Mientras tanto, los indicadores de la desigualdad de ingresos siguen causando polémica. Muestran que, antes de considerar los programas sociales y los impuestos, la desigualdad es alta y relativamente estable. En parte, ella se debe a la falta de trabajo: en Chile tiene ocupación sólo el 58% de la población en edad de hacerlo; en los países ricos esa tasa es 66%. La falta de empleos es mayor entre las mujeres y los jóvenes, y afecta principalmente a los estratos más pobres. Una reforma laboral que levante las barreras existentes es una forma directa y rápida de propiciar una mayor igualdad de oportunidades.
La otra gran fuente de desigualdad son las diferencias educacionales. En un trabajo reciente, los economistas de la Universidad de Chile. Dante Contreras y Sebastián Gallegos, muestran que casi la mitad de la desigualdad salarial está asociada a este factor, por lejos el de mayor capacidad explicativa. Indican además, que es más influyente en Chile que en otros países de la región y que su preponderancia ha aumentado en los últimos diez años. Esto no es de extrañar. Es alto el premio que el mercado laboral paga por la educación superior, profesional o técnica, precisamente porque es un factor escaso y su remuneración está atada a la productividad. Aunque la educación superior se está extendiendo rápido, todavía es privilegio de unos pocos.
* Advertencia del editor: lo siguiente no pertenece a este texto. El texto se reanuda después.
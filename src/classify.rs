//! Two-stage question detection.
//!
//! A cheap lexical gate runs first so purely non-question text never costs a
//! network round trip. Gated positives are then confirmed by the completion
//! service; if that call fails the gate result stands.

use crate::llm::{ChatTurn, CompletionService, GenerationParams};
use crate::prompt;
use std::sync::Arc;

/// How a classification was decided.
#[derive(Debug, Clone, Copy, PartialEq, Eq)]
pub enum ClassificationMethod {
    /// Lexical gate alone (negative short-circuit or confirmation fallback).
    Lexical,
    /// Completion service confirmed or denied.
    Confirmed,
}

/// Outcome of classifying a transcript.
#[derive(Debug, Clone, Copy, PartialEq, Eq)]
pub struct ClassificationResult {
    pub is_question: bool,
    pub method: ClassificationMethod,
}

const QUESTION_WORDS: &[&str] = &["what", "how", "why", "when", "where", "who", "which"];

const AUXILIARY_PHRASES: &[&str] = &[
    "can you",
    "could you",
    "would you",
    "do you",
    "are you",
    "is there",
    "have you",
    "will you",
];

const REQUEST_VERBS: &[&str] = &["explain", "describe", "implement", "write", "code", "create", "build", "design"];

const REQUEST_PHRASES: &[&str] = &["tell me", "walk me through", "show me"];

const TECHNICAL_NOUNS: &[&str] = &[
    "algorithm",
    "function",
    "method",
    "class",
    "variable",
    "loop",
    "condition",
];

fn words(text: &str) -> Vec<String> {
    text.split(|c: char| !c.is_alphanumeric())
        .filter(|w| !w.is_empty())
        .map(|w| w.to_lowercase())
        .collect()
}

fn contains_phrase(tokens: &[String], phrase: &str) -> bool {
    let parts: Vec<&str> = phrase.split_whitespace().collect();
    tokens
        .windows(parts.len())
        .any(|window| window.iter().zip(&parts).all(|(t, p)| t == p))
}

/// Word-boundary-aware pattern match against the question heuristics.
pub fn lexical_gate(text: &str) -> bool {
    if text.trim_end().ends_with('?') {
        return true;
    }

    let tokens = words(text);
    if tokens.is_empty() {
        return false;
    }

    let single_words = QUESTION_WORDS
        .iter()
        .chain(REQUEST_VERBS)
        .chain(TECHNICAL_NOUNS);
    if tokens.iter().any(|t| single_words.clone().any(|w| t == w)) {
        return true;
    }

    AUXILIARY_PHRASES
        .iter()
        .chain(REQUEST_PHRASES)
        .any(|phrase| contains_phrase(&tokens, phrase))
}

/// Gate-then-confirm question classifier.
pub struct QuestionClassifier {
    completion: Arc<dyn CompletionService>,
}

impl QuestionClassifier {
    pub fn new(completion: Arc<dyn CompletionService>) -> Self {
        Self { completion }
    }

    /// Classifies a non-empty transcript.
    ///
    /// Gate negatives short-circuit without touching the network. On a gate
    /// positive the completion service is asked for a YES/NO verdict; a
    /// failed call falls back to the gate result.
    pub fn classify(&self, transcript: &str) -> ClassificationResult {
        if !lexical_gate(transcript) {
            return ClassificationResult {
                is_question: false,
                method: ClassificationMethod::Lexical,
            };
        }

        let turns = [
            ChatTurn::system(prompt::CONFIRMATION_SYSTEM_PROMPT),
            ChatTurn::user(prompt::format_confirmation_prompt(transcript)),
        ];

        match self.completion.complete(&turns, &GenerationParams::default()) {
            Ok(response) => ClassificationResult {
                is_question: response.trim().to_uppercase().contains("YES"),
                method: ClassificationMethod::Confirmed,
            },
            Err(_) => ClassificationResult {
                is_question: true,
                method: ClassificationMethod::Lexical,
            },
        }
    }
}
//! Data types flowing through the pipeline.

use std::time::{Duration, SystemTime};

/// A question/answer pair emitted once an utterance has been fully processed.
///
/// Events carry the sequence number of the originating utterance and are
/// emitted in non-decreasing sequence order regardless of how long each
/// utterance took to process.
#[derive(Debug, Clone, PartialEq)]
pub struct QaEvent {
    /// Sequence number of the originating utterance.
    pub sequence: u64,
    /// The transcribed question text.
    pub question: String,
    /// The generated answer text.
    pub answer: String,
    /// Wall-clock time at emission.
    pub timestamp: SystemTime,
    /// Elapsed time from utterance finalization to emission.
    pub latency: Duration,
}

impl QaEvent {
    pub fn new(sequence: u64, question: String, answer: String, latency: Duration) -> Self {
        Self {
            sequence,
            question,
            answer,
            timestamp: SystemTime::now(),
            latency,
        }
    }
}
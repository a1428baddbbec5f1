//! Utterance processing pipeline: segmentation, dispatch and event fan-out.

pub mod dispatcher;
pub mod error;
pub mod orchestrator;
pub mod queue;
pub mod sink;
pub mod station;
pub mod types;

pub use dispatcher::DispatcherStation;
pub use error::{ErrorReporter, LogReporter, StationError};
pub use orchestrator::{Pipeline, PipelineConfig, PipelineStats};
pub use queue::{OverflowPolicy, PushOutcome, UtteranceQueue};
pub use sink::{CollectorSink, HistorySink, NullPresentation, PresentationSink, SinkStation};
pub use station::{Station, StationRunner};
pub use types::QaEvent;
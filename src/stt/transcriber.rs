//! Transcription service abstraction.

use crate::error::{AssistError, Result};
use std::collections::VecDeque;
use std::sync::Mutex;
use std::time::Duration;

/// Trait for speech-to-text backends.
///
/// Takes a complete WAV file and returns the recognized text. An empty or
/// whitespace-only result means nothing usable was heard.
pub trait TranscriptionService: Send + Sync {
    fn transcribe(&self, wav_bytes: &[u8]) -> Result<String>;

    /// Name for logging/debugging.
    fn name(&self) -> &'static str {
        "transcription"
    }
}

#[derive(Debug, Clone)]
enum MockOutcome {
    Transcript(String),
    Fail(String),
}

/// Mock transcription service for testing.
///
/// Scripted outcomes are consumed in order, then the fallback repeats.
/// An optional per-call delay simulates recognition latency.
pub struct MockTranscriptionService {
    script: Mutex<VecDeque<MockOutcome>>,
    fallback: MockOutcome,
    delays: Mutex<VecDeque<Duration>>,
    calls: Mutex<Vec<usize>>,
}

impl MockTranscriptionService {
    /// Create a mock that always returns `transcript`.
    pub fn new(transcript: &str) -> Self {
        Self {
            script: Mutex::new(VecDeque::new()),
            fallback: MockOutcome::Transcript(transcript.to_string()),
            delays: Mutex::new(VecDeque::new()),
            calls: Mutex::new(Vec::new()),
        }
    }

    /// Create a mock that always fails.
    pub fn failing(message: &str) -> Self {
        Self {
            script: Mutex::new(VecDeque::new()),
            fallback: MockOutcome::Fail(message.to_string()),
            delays: Mutex::new(VecDeque::new()),
            calls: Mutex::new(Vec::new()),
        }
    }

    /// Queue a scripted transcript before the fallback behavior applies.
    pub fn then_transcript(self, transcript: &str) -> Self {
        self.script
            .lock()
            .unwrap_or_else(|e| e.into_inner())
            .push_back(MockOutcome::Transcript(transcript.to_string()));
        self
    }

    /// Queue a scripted failure before the fallback behavior applies.
    pub fn then_fail(self, message: &str) -> Self {
        self.script
            .lock()
            .unwrap_or_else(|e| e.into_inner())
            .push_back(MockOutcome::Fail(message.to_string()));
        self
    }

    /// Queue a delay applied to the next call, letting tests skew
    /// per-utterance latency. Calls without a queued delay do not sleep.
    pub fn then_delay(self, delay: Duration) -> Self {
        self.delays
            .lock()
            .unwrap_or_else(|e| e.into_inner())
            .push_back(delay);
        self
    }

    /// Number of completed invocations.
    pub fn call_count(&self) -> usize {
        self.calls.lock().unwrap_or_else(|e| e.into_inner()).len()
    }

    /// Byte length of the WAV passed to each invocation, in order.
    pub fn recorded_sizes(&self) -> Vec<usize> {
        self.calls
            .lock()
            .unwrap_or_else(|e| e.into_inner())
            .clone()
    }
}

impl TranscriptionService for MockTranscriptionService {
    fn transcribe(&self, wav_bytes: &[u8]) -> Result<String> {
        let delay = self
            .delays
            .lock()
            .unwrap_or_else(|e| e.into_inner())
            .pop_front();
        if let Some(delay) = delay {
            std::thread::sleep(delay);
        }

        self.calls
            .lock()
            .unwrap_or_else(|e| e.into_inner())
            .push(wav_bytes.len());

        let outcome = self
            .script
            .lock()
            .unwrap_or_else(|e| e.into_inner())
            .pop_front()
            .unwrap_or_else(|| self.fallback.clone());

        match outcome {
            MockOutcome::Transcript(text) => Ok(text),
            MockOutcome::Fail(message) => Err(AssistError::Transcription { message }),
        }
    }

    fn name(&self) -> &'static str {
        "mock-transcription"
    }
}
Y ello se refleja en la distribución del ingreso: en el quintil superior en promedio, hay más de un miembro por hogar con estudios superiores; en el quintil más bajo, hay uno por cada cinco. Pero, como ha demostrado el economista Claudio Sapelli, de la Universidad Católica, la buena noticia es que entre las generaciones más jóvenes la desigualdad educacional se hace progresivamente menor.
El Gobierno está promoviendo una reforma educacional. Una comisión de políticos y técnicos de la Alianza y la Concertación están buscando un terreno común para introducir ciertas reformas necesarias para elevar la calidad de la educación, factor clave para abrir el acceso a la educación superior. El financiamiento de ésta – vía crédito fiscal- todavía es insuficiente y no hace uso de todo el potencial que brinda nuestro desarrollo financiero. En el pasado el descontento con las injusticias sociales y la desigualdad de ingresos avaló la demagogia, el populismo y el estatismo. Los pobres fueron quienes más sufrieron sus consecuencias. Ahora que el debate sobre cómo hacer a Chile más justo ha vuelto a cobrar fuerza, ojalá podamos construir un consenso en torno a las políticas de empleo y pro educación para brindar a todos oportunidades de progreso.